I’m getting better & someone’s been pigging out…

Well, thankfully, I think i’m all better! Whew…being sick all week is not my idea of fun thats for sure.

Weigh loss news….i’m ready to get back on track. I held my food down for the 2nd day in a roll. Yay. I have had 2 chocolate mint patties and thankfully by leaving it on my tongue, has managed to cure most of the metallic taste in my mouth. Hopefully, thats on its way out the door too now. Talk about nasty. Now, normally, when i’m sick and dont touch food for a few days, I tend to gain 2 lbs….which really isnt fair at all lol. However, it will be what it is. I’ll deal with it weigh in day, friday.

While i’ve been sick, Brandy & britt, (hubby & daughter) were on their own. I wasnt able to cook or anything. So, today, now that i’m better hubby told me what he’s been doing. Shakes head, he’s been a bad, bad boy. See, he does real well during the day….he get his shakes and vitamins and stuff…he’s fine. But, he’s up late at night, alone and he’s been pigging out. While I was sick, he ordered 2 large pizzas one for him and one for britt. He ate the entire thing except two pieces which he ate the next night. I have been finding bowls and stuff by his chair when I get up in the morning. Then, we got chicken for supper as I didnt get home til 6. No biggie, he came out here and was telling me everything that he’s been pigging out on….and then he went right back in the kitchen and got more food (this is after supper). So, in all he had 6 pieces of chicken, 3 rolls, the entire container of potato salad-small one but still normally makes two meals.  I asked if he’s gained any weight from this and he’s still the same….I told him, you better be glad your having those shakes for breakfast, lunch or else he would have gained major weight. He’s says it’s from boredom.

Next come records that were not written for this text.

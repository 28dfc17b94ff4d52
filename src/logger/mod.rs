//! Logger Module
//!
//! Structured logging on `tracing-subscriber` with:
//! - Console output with color control
//! - File output with multiple formats (Full, Compact, JSON)
//! - Size-based file rotation with stderr fallback

pub mod config;
pub mod error;
pub mod rotation;
pub(crate) mod writer;

pub use config::*;
pub use error::LoggerError;

use std::io::IsTerminal;

use tracing_subscriber::{
    EnvFilter, Layer, Registry, fmt, layer::SubscriberExt, util::SubscriberInitExt,
};
use writer::RotatingFileWriter;

type BoxedLayer = Box<dyn Layer<Registry> + Send + Sync>;

/// Initialize the global subscriber with the given configuration
pub fn init_logger(config: LoggerConfig) -> anyhow::Result<()> {
    config.validate()?;

    let filter = EnvFilter::try_new(&config.level).unwrap_or_else(|_| EnvFilter::new("info"));

    let mut layers: Vec<BoxedLayer> = Vec::with_capacity(2);

    // The file layer goes first so ANSI codes from the console layer do not
    // leak into span fields written to the file
    // (https://github.com/tokio-rs/tracing/issues/1817).
    if config.file.enabled {
        layers.push(file_layer(&config.file)?);
    }
    if config.console.enabled {
        let use_ansi = config.console.colored && std::io::stdout().is_terminal();
        layers.push(
            fmt::layer()
                .with_ansi(use_ansi)
                .with_target(true)
                .with_level(true)
                .boxed(),
        );
    }

    tracing_subscriber::registry()
        .with(layers)
        .with(filter)
        .try_init()?;

    Ok(())
}

fn file_layer(config: &FileConfig) -> anyhow::Result<BoxedLayer> {
    let writer = RotatingFileWriter::new(config)?;

    let layer = match config.format {
        LogFormat::Full => fmt::layer()
            .with_ansi(false)
            .with_target(true)
            .with_writer(writer)
            .boxed(),
        LogFormat::Compact => fmt::layer()
            .with_ansi(false)
            .with_target(true)
            .compact()
            .with_writer(writer)
            .boxed(),
        LogFormat::Json => fmt::layer()
            .with_ansi(false)
            .json()
            .with_writer(writer)
            .boxed(),
    };
    Ok(layer)
}
pub mod validate;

This week though, now that i’m better and its so pretty outside….I want to get back into my walks and working in the yard. I miss doing those things. I’m hoping to coax him into going with me a little bit.  Also, come friday, guess i’ll be cleaning another house for his boss. I dont mind, it brings in a few extra dollars that are sorely needed right now. 

As for britt, we got her some pain meds today. Bad news is, we now have to clean and pack the wound ourselves. I already told hubby and told him we have to do this–which translates into…i’m gonna bribe him into doing this lol. I dont have a strong stomach at all for this kind of thing, but if it came down to it, I could. Might get sick afterwards, but I can do it.

Well, guys, its getting late so i’m gonna go.  Thanks all the get well wishes for me & brittney!! I’ll be checking on you guys tomarrow. Have a great night!